What you are asked to do: Please copy the material under this line exactly, keeping every line.

Records shown:
⁂

//! Strongly-typed identifiers.
//!
//! Content identifiers (stars, levels, unlockable content, collectible
//! items) are authored strings such as `"observatory"` or `"vega"`; they
//! are wrapped in newtypes so a star id can never be passed where a level
//! id is expected. Sessions are identified by a UUID v7.

use serde::{Deserialize, Serialize};
use ts_rs::TS;
use uuid::Uuid;

/// Generates a newtype wrapper around an authored string identifier.
macro_rules! define_name_id {
    (
        $(#[$meta:meta])*
        $name:ident
    ) => {
        $(#[$meta])*
        #[derive(Debug, Clone, PartialEq, Eq, PartialOrd, Ord, Hash, Serialize, Deserialize, TS)]
        #[ts(export, export_to = "bindings/")]
        pub struct $name(pub String);

        impl $name {
            /// Create an identifier from anything string-like.
            pub fn new(value: impl Into<String>) -> Self {
                Self(value.into())
            }

            /// Borrow the identifier text.
            pub fn as_str(&self) -> &str {
                &self.0
            }

            /// Whether the identifier is empty or whitespace only.
            ///
            /// Blank ids can never have been introduced by a real producer,
            /// so the validator treats them as orphans.
            pub fn is_blank(&self) -> bool {
                self.0.trim().is_empty()
            }
        }

        impl core::fmt::Display for $name {
            fn fmt(&self, f: &mut core::fmt::Formatter<'_>) -> core::fmt::Result {
                f.write_str(&self.0)
            }
        }

        impl From<&str> for $name {
            fn from(value: &str) -> Self {
                Self(value.to_owned())
            }
        }

        impl From<String> for $name {
            fn from(value: String) -> Self {
                Self(value)
            }
        }
    };
}

define_name_id! {
    /// Identifier of a star or other selectable point of interest.
    StarId
}

define_name_id! {
    /// Identifier of a registered level (e.g. `observatory`, `miranda`).
    LevelId
}

define_name_id! {
    /// Identifier of a piece of unlockable content.
    ContentId
}

define_name_id! {
    /// Identifier of a collectible item.
    ItemId
}

/// Unique identifier for one play session.
#[derive(Debug, Clone, Copy, PartialEq, Eq, PartialOrd, Ord, Hash, Serialize, Deserialize, TS)]
#[ts(export, export_to = "bindings/")]
pub struct SessionId(pub Uuid);

impl SessionId {
    /// Create a new session identifier using UUID v7 (time-ordered).
    pub fn new() -> Self {
        Self(Uuid::now_v7())
    }

    /// Return the inner [`Uuid`] value.
    pub const fn into_inner(self) -> Uuid {
        self.0
    }
}

impl Default for SessionId {
    fn default() -> Self {
        Self::new()
    }
}

impl core::fmt::Display for SessionId {
    fn fmt(&self, f: &mut core::fmt::Formatter<'_>) -> core::fmt::Result {
        write!(f, "{}", self.0)
    }
}

#[cfg(test)]
mod tests {
    use super::*;

    #[test]
    fn blank_ids_are_detected() {
        assert!(StarId::new("").is_blank());
        assert!(StarId::new("   ").is_blank());
        assert!(!StarId::new("vega").is_blank());
    }

    #[test]
    fn name_ids_serialize_as_plain_strings() {
        let json = serde_json::to_string(&LevelId::new("observatory")).unwrap_or_default();
        assert_eq!(json, "\"observatory\"");
    }

    #[test]
    fn session_ids_are_unique() {
        assert_ne!(SessionId::new(), SessionId::new());
    }
}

⁂

Response box:
//! Strongly-typed identifiers.
//!
//! Content identifiers (stars, levels, unlockable content, collectible
//! items) are authored strings such as `"observatory"` or `"vega"`; they
//! are wrapped in newtypes so a star id can never be passed where a level
//! id is expected. Sessions are identified by a UUID v7.

use serde::{Deserialize, Serialize};
use ts_rs::TS;
use uuid::Uuid;

/// Generates a newtype wrapper around an authored string identifier.
macro_rules! define_name_id {
    (
        $(#[$meta:meta])*
        $name:ident
    ) => {
        $(#[$meta])*
        #[derive(Debug, Clone, PartialEq, Eq, PartialOrd, Ord, Hash, Serialize, Deserialize, TS)]
        #[ts(export, export_to = "bindings/")]
        pub struct $name(pub String);

        impl $name {
            /// Create an identifier from anything string-like.
            pub fn new(value: impl Into<String>) -> Self {
                Self(value.into())
            }

            /// Borrow the identifier text.
            pub fn as_str(&self) -> &str {
                &self.0
            }

            /// Whether the identifier is empty or whitespace only.
            ///
            /// Blank ids can never have been introduced by a real producer,
            /// so the validator treats them as orphans.
            pub fn is_blank(&self) -> bool {
                self.0.trim().is_empty()
            }
        }

        impl core::fmt::Display for $name {
            fn fmt(&self, f: &mut core::fmt::Formatter<'_>) -> core::fmt::Result {
                f.write_str(&self.0)
            }
        }

        impl From<&str> for $name {
            fn from(value: &str) -> Self {
                Self(value.to_owned())
            }
        }

        impl From<String> for $name {
            fn from(value: String) -> Self {
                Self(value)
            }
        }
    };
}

define_name_id! {
    /// Identifier of a star or other selectable point of interest.
    StarId
}

define_name_id! {
    /// Identifier of a registered level (e.g. `observatory`, `miranda`).
    LevelId
}

define_name_id! {
    /// Identifier of a piece of unlockable content.
    ContentId
}

define_name_id! {
    /// Identifier of a collectible item.
    ItemId
}

/// Unique identifier for one play session.
#[derive(Debug, Clone, Copy, PartialEq, Eq, PartialOrd, Ord, Hash, Serialize, Deserialize, TS)]
#[ts(export, export_to = "bindings/")]
pub struct SessionId(pub Uuid);

impl SessionId {
    /// Create a new session identifier using UUID v7 (time-ordered).
    pub fn new() -> Self {
        Self(Uuid::now_v7())
    }

    /// Return the inner [`Uuid`] value.
    pub const fn into_inner(self) -> Uuid {
        self.0
    }
}

impl Default for SessionId {
    fn default() -> Self {
        Self::new()
    }
}

impl core::fmt::Display for SessionId {
    fn fmt(&self, f: &mut core::fmt::Formatter<'_>) -> core::fmt::Result {
        write!(f, "{}", self.0)
    }
}

#[cfg(test)]
mod tests {
    use super::*;

    #[test]
    fn blank_ids_are_detected() {
        assert!(StarId::new("").is_blank());
        assert!(StarId::new("   ").is_blank());
        assert!(!StarId::new("vega").is_blank());
    }

    #[test]
    fn name_ids_serialize_as_plain_strings() {
        let json = serde_json::to_string(&LevelId::new("observatory")).unwrap_or_default();
        assert_eq!(json, "\"observatory\"");
    }

    #[test]
    fn session_ids_are_unique() {
        assert_ne!(SessionId::new(), SessionId::new());
    }
}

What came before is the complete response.